As for our capital structure shown on the next slide, we ended the year with equity of $22.4 billion, and debt of $6.2 billion, and this resulted in a debt-to-capital ratio of 22%.
Now after consideration of our cash balance of $5.4 billion, our net debt-to-capital ratio was 3% at the end of the fourth quarter.
Slide 19 shows our sources and uses of cash for the year.
We started the year with $3.5 billion in cash.
During 2013, we generated $6 billion in cash from operations which was sufficient to fund our capital program, to cover our shareholder distributions, and to reduce our debt.
Asset sales and MLP proceeds provided an additional $1.6 billion of cash, resulting in a year-end cash balance of $5.4 billion.
And again, noting that $425 million of this is held by Phillips 66 Partners.
This next slide shows 2013 adjusted earnings by segment.
Full year adjusted earnings were $3.6 billion.
Midstream, Chemicals, and Marketing and Specialties contributed over 60% of 2013's earnings, an overall increase from 2012.
In the coming years, as we grow these more stable businesses, earnings from these segments are expected to become a larger contributor to our portfolio.
In refining, despite a volatile commodity environment, this segment generated $1.8 billion in adjusted earnings, and $3.8 billion in cash from operations, largely driven by strong results in the Central Corridor.
This concludes my discussion of the financial and operational results.
Next I will cover a few outlook items.
In Midstream, specifically DCP, the start-up of the Front Range pipeline, the Goliad plant and the O'Connor plant expansion are expected in 2014.
In Chemicals, for the first quarter, we expect the global O&P utilization rate to be in the low to mid 90%'s.
In Refining, we expect the first quarter global utilization rate to be in the high 80%'s.
With regard to turnarounds, our pre-tax turnaround expense is expected to be about $400 million to $450 million for 2014, and between $120 million to $160 million in the first quarter.
In Corporate and Other, we expect this segments after-tax costs to run between $420 million to $440 million for the year.
The total Company's effective tax rate is expected to be in the mid 30%'s.
And lastly, we look forward to telling you about our future growth plans at our 2014 Analyst meeting, being held on April 10 in New York City.

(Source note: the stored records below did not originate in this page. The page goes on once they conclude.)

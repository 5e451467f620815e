//! Chat completion payloads for the OpenAI-compatible NVIDIA endpoint.

use serde::{Deserialize, Serialize};

/// Request body for chat completions.
#[derive(Debug, Serialize)]
pub struct ChatCompletionRequest {
    pub model: String,
    pub messages: Vec<ChatMessage>,
    pub temperature: f32,
    pub top_p: f32,
    pub max_tokens: u32,
}

/// Chat message object.
#[derive(Debug, Serialize, Deserialize)]
pub struct ChatMessage {
    pub role: String,
    #[serde(default)]
    pub content: Option<String>,
}

/// Top-level chat completion response.
#[derive(Debug, Deserialize)]
pub struct ChatCompletionResponse {
    pub choices: Vec<ChatChoice>,
}

/// Single choice item returned by chat completions.
#[derive(Debug, Deserialize)]
pub struct ChatChoice {
    pub message: ChatMessage,
    pub finish_reason: Option<String>,
}
use super::{ChatService, ImageGenerationService};
use crate::{Error, Result};
use async_trait::async_trait;
use std::collections::HashSet;
use std::sync::{Arc, Mutex};

const DEFAULT_MENU_JSON: &str = r#"{
    "restaurantName": "Mock Bistro",
    "items": [
        {"category": "Starters", "name": "Tomato Soup", "price": 7, "description": "Roasted tomatoes"},
        {"category": "Mains", "name": "Steak Frites", "price": 24, "description": "Hanger steak, fries"},
        {"category": "Desserts", "name": "Creme Brulee", "price": 9, "description": "Vanilla custard"}
    ]
}"#;

#[derive(Debug, Clone)]
enum MockReply {
    Content(String),
    RateLimited,
    Failure(String),
}

/// Scripted chat service. Replies are returned in order and cycle.
#[derive(Clone)]
pub struct MockChatClient {
    replies: Arc<Mutex<Vec<MockReply>>>,
    call_count: Arc<Mutex<usize>>,
}

impl MockChatClient {
    pub fn new() -> Self {
        Self {
            replies: Arc::new(Mutex::new(Vec::new())),
            call_count: Arc::new(Mutex::new(0)),
        }
    }

    pub fn with_response(self, response: String) -> Self {
        self.replies
            .lock()
            .unwrap()
            .push(MockReply::Content(response));
        self
    }

    pub fn with_rate_limit(self) -> Self {
        self.replies.lock().unwrap().push(MockReply::RateLimited);
        self
    }

    pub fn with_failure(self, message: &str) -> Self {
        self.replies
            .lock()
            .unwrap()
            .push(MockReply::Failure(message.to_string()));
        self
    }

    pub fn get_call_count(&self) -> usize {
        *self.call_count.lock().unwrap()
    }
}

impl Default for MockChatClient {
    fn default() -> Self {
        Self::new()
    }
}

#[async_trait]
impl ChatService for MockChatClient {
    async fn complete(&self, _prompt: &str) -> Result<String> {
        let mut count = self.call_count.lock().unwrap();
        *count += 1;

        let replies = self.replies.lock().unwrap();
        if replies.is_empty() {
            return Ok(DEFAULT_MENU_JSON.to_string());
        }

        match &replies[(*count - 1) % replies.len()] {
            MockReply::Content(text) => Ok(text.clone()),
            MockReply::RateLimited => Err(Error::RateLimited("mock rate limit".to_string())),
            MockReply::Failure(message) => Err(Error::AiProvider(message.clone())),
        }
    }

    fn model(&self) -> &str {
        "mock-model"
    }
}

/// Image service that hands out predictable URLs and counts each operation.
///
/// Menu renders (text-only and composed) share one 1-based call counter,
/// which `with_render_failure_on` / `with_render_panic_on` refer to.
#[derive(Clone)]
pub struct MockImageClient {
    base_url: String,
    fail_food: bool,
    fail_edit: bool,
    failing_renders: HashSet<usize>,
    panicking_renders: HashSet<usize>,
    food_calls: Arc<Mutex<usize>>,
    menu_calls: Arc<Mutex<usize>>,
    compose_calls: Arc<Mutex<usize>>,
    edit_calls: Arc<Mutex<usize>>,
    render_calls: Arc<Mutex<usize>>,
    compose_sources: Arc<Mutex<Vec<Vec<String>>>>,
}

impl MockImageClient {
    pub fn new() -> Self {
        Self {
            base_url: "https://mock-images.example.com".to_string(),
            fail_food: false,
            fail_edit: false,
            failing_renders: HashSet::new(),
            panicking_renders: HashSet::new(),
            food_calls: Arc::new(Mutex::new(0)),
            menu_calls: Arc::new(Mutex::new(0)),
            compose_calls: Arc::new(Mutex::new(0)),
            edit_calls: Arc::new(Mutex::new(0)),
            render_calls: Arc::new(Mutex::new(0)),
            compose_sources: Arc::new(Mutex::new(Vec::new())),
        }
    }

    pub fn with_base_url(mut self, base_url: String) -> Self {
        self.base_url = base_url;
        self
    }

    pub fn with_food_failure(mut self) -> Self {
        self.fail_food = true;
        self
    }

    pub fn with_edit_failure(mut self) -> Self {
        self.fail_edit = true;
        self
    }

    pub fn with_render_failure_on(mut self, call: usize) -> Self {
        self.failing_renders.insert(call);
        self
    }

    pub fn with_render_panic_on(mut self, call: usize) -> Self {
        self.panicking_renders.insert(call);
        self
    }

    pub fn get_food_call_count(&self) -> usize {
        *self.food_calls.lock().unwrap()
    }

    pub fn get_menu_call_count(&self) -> usize {
        *self.menu_calls.lock().unwrap()
    }

    pub fn get_compose_call_count(&self) -> usize {
        *self.compose_calls.lock().unwrap()
    }

    pub fn get_edit_call_count(&self) -> usize {
        *self.edit_calls.lock().unwrap()
    }

    /// Source URL lists passed to each composition call, in call order.
    pub fn get_compose_sources(&self) -> Vec<Vec<String>> {
        self.compose_sources.lock().unwrap().clone()
    }

    fn bump(counter: &Mutex<usize>) -> usize {
        let mut count = counter.lock().unwrap();
        *count += 1;
        *count
    }

    fn render(&self, kind: &str) -> Result<String> {
        let call = Self::bump(&self.render_calls);

        if self.panicking_renders.contains(&call) {
            panic!("mock render {} panicked", call);
        }
        if self.failing_renders.contains(&call) {
            return Err(Error::AiProvider(format!("mock render {} failed", call)));
        }
        Ok(format!("{}/{}/{}.png", self.base_url, kind, call))
    }
}

impl Default for MockImageClient {
    fn default() -> Self {
        Self::new()
    }
}

#[async_trait]
impl ImageGenerationService for MockImageClient {
    async fn generate_food_image(&self, _prompt: &str) -> Result<String> {
        let call = Self::bump(&self.food_calls);
        if self.fail_food {
            return Err(Error::AiProvider("mock food image failed".to_string()));
        }
        Ok(format!("{}/food/{}.png", self.base_url, call))
    }

    async fn generate_menu_image(&self, _prompt: &str) -> Result<String> {
        Self::bump(&self.menu_calls);
        self.render("menu")
    }

    async fn compose_menu_image(&self, _prompt: &str, image_urls: &[String]) -> Result<String> {
        Self::bump(&self.compose_calls);
        self.compose_sources
            .lock()
            .unwrap()
            .push(image_urls.to_vec());
        self.render("composed")
    }

    async fn edit_image(&self, _image_url: &str, _instruction: &str) -> Result<String> {
        let call = Self::bump(&self.edit_calls);
        if self.fail_edit {
            return Err(Error::AiProvider("mock edit failed".to_string()));
        }
        Ok(format!("{}/edited/{}.png", self.base_url, call))
    }
}
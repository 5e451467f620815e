//! Rendering steps shared by the one-shot `/api/generate` endpoint and the
//! variant sessions: attach food photos, then compose the menu image.

use crate::ai::ImageGenerationService;
use crate::models::{image_urls, MenuItem};
use crate::{prompts, Result};
use tracing::{info, warn};

/// Generates a photo for every item that lacks one. A failed generation
/// leaves the item with an empty URL; nothing is retried.
pub async fn attach_food_images(images: &dyn ImageGenerationService, items: &mut [MenuItem]) {
    info!("Processing {} menu items...", items.len());

    for item in items.iter_mut() {
        if item.has_image() {
            info!("Using provided image for: {}", item.name);
            continue;
        }

        info!("Generating image for: {}", item.name);
        let prompt = prompts::food_photo_prompt(&item.name, &item.description);
        let url = match images.generate_food_image(&prompt).await {
            Ok(url) => {
                info!("Generated image for {}: {}", item.name, url);
                url
            }
            Err(e) => {
                warn!("Error generating image for {}: {}", item.name, e);
                String::new()
            }
        };
        item.image_url = Some(url);
    }
}

/// A planned menu render: the prompt plus the food photos it references.
#[derive(Debug, Clone, PartialEq)]
pub struct MenuRender {
    pub prompt: String,
    pub source_images: Vec<String>,
}

impl MenuRender {
    /// Multi-image composition when any item has a photo, text-only otherwise.
    pub fn plan(restaurant_name: &str, items: &[MenuItem], style: &str) -> Self {
        let source_images = image_urls(items);
        let prompt = if source_images.is_empty() {
            prompts::menu_layout_prompt(restaurant_name, items, style)
        } else {
            prompts::menu_composition_prompt(restaurant_name, items, style)
        };

        Self {
            prompt,
            source_images,
        }
    }

    pub fn is_composition(&self) -> bool {
        !self.source_images.is_empty()
    }

    pub async fn execute(&self, images: &dyn ImageGenerationService) -> Result<String> {
        if self.is_composition() {
            info!(
                "Composing menu from {} food photos",
                self.source_images.len()
            );
            images
                .compose_menu_image(&self.prompt, &self.source_images)
                .await
        } else {
            info!("Generating text-only menu image");
            images.generate_menu_image(&self.prompt).await
        }
    }
}
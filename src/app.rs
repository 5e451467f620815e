//! Service wiring for the menu server.

use crate::ai::{
    ChatService, FalImageClient, FalModels, ImageGenerationService, NvidiaChatClient,
};
use crate::models::Config;
use crate::server::{self, AppState};
use crate::Result;
use std::sync::Arc;
use std::time::Duration;
use tracing::info;

/// Owns the shared handler state and serves it over HTTP.
pub struct App {
    state: AppState,
}

/// Injectable service bundle used to construct [`App`] in tests/harnesses.
pub struct AppServices {
    pub chat: Arc<dyn ChatService>,
    pub images: Arc<dyn ImageGenerationService>,
    pub retry_delay: Duration,
}

impl App {
    pub fn with_services(services: AppServices) -> Self {
        Self {
            state: AppState::new(services.chat, services.images, services.retry_delay),
        }
    }

    /// Construct an app from environment configuration (`Config::from_env`).
    pub fn new() -> Result<Self> {
        let config = Config::from_env()?;
        Ok(Self::from_config(&config))
    }

    pub fn from_config(config: &Config) -> Self {
        // Reuse one HTTP connection pool across provider clients.
        let http_client = reqwest::Client::new();

        info!("Menu model: {}", config.menu_model);
        let chat = NvidiaChatClient::new_with_client(
            config.nvidia_api_key.clone(),
            config.nvidia_base_url.clone(),
            config.menu_model.clone(),
            http_client.clone(),
        );

        let models = FalModels::from_config(config);
        info!(
            "Image models: food={}, menu={}, edit={}",
            models.food, models.menu, models.edit
        );
        let images = FalImageClient::new_with_client(
            config.fal_key.clone(),
            config.fal_base_url.clone(),
            models,
            http_client,
        );

        Self::with_services(AppServices {
            chat: Arc::new(chat),
            images: Arc::new(images),
            retry_delay: config.retry_delay,
        })
    }

    pub fn state(&self) -> AppState {
        self.state.clone()
    }

    pub async fn serve(self, bind: &str, port: u16) -> anyhow::Result<()> {
        server::run_serve(self.state, bind, port).await
    }
}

With that, we will now open the line for questions.
Operator
(Operator Instructions)
Our first question comes from Doug Terreson from ISI Group.
Douglas Terreson - Analyst
Good morning, everybody, and congratulations on your results.
Greg Garland - Chairman and CEO
Thanks, Doug.
Douglas Terreson - Analyst
In the refining business, and specifically in the West Coast/Pacific area, I wanted to see if we could get an updated strategic and fundamental viewpoint on that business?
Meaning, even if the fundamentals remain lackluster, that is if you think that they will, there seems to be a variety of different strategic options that are available to the Company.
And so, I just want to see if we could get an updated viewpoint towards that business, please?
Greg Garland - Chairman and CEO
Sure.
So I think we have said many times, that we think the West Coast is a challenged operating environment.
It is a high cost area to operate.
Our assets are good assets.
We are on a path to fix it, I would say.
As you think about, a net income positive, single-digit return business, and how do we get crude advantaged to the West Coast?
So I think, you can ask me in April, we will probably tell you more about what we are doing to get advantaged crudes into California.
But it is a combination of investments and third-party as we work that.
And then, I think we said openly that all options for California I think are on the table, in terms of those assets, whether it could be a spin, an IPO, variable MLP, a joint venture.
As you look at the West Coast, we think those are valuable assets ultimately, because there is -- we have 110,000-barrels a day of coking capacity there.
And so, those assets in the future will probably be worth more than what people think they are worth today, is my view.
And I mean, the California market is a big market as everyone knows, and so, we have a continuing interest there.
But as we think through the assets, our path today is to make it better and more profitable, run those assets well.
We don't see any big capital investments in front of us on the West Coast, and so, the hold option really cost us nothing.
Douglas Terreson - Analyst
Okay.
Thanks a lot, Greg.
Greg Garland - Chairman and CEO
You bet, Doug.
Thanks.
Operator
Our next question comes from Evan Calio from Morgan Stanley.
Evan Calio - Analyst
Hello.
Good afternoon.
Can I ask for some more details on the flow improver business sale to Buffet?
Any detail, any deal metrics on the transaction, on a cash flow or EBITDA basis?
I mean, as it is one of the first, of potentially more M&A activity, given your asset position and optimization approach, just some more color around the metrics and the rationale driving, and how you thought about the -- and analyzed that transaction?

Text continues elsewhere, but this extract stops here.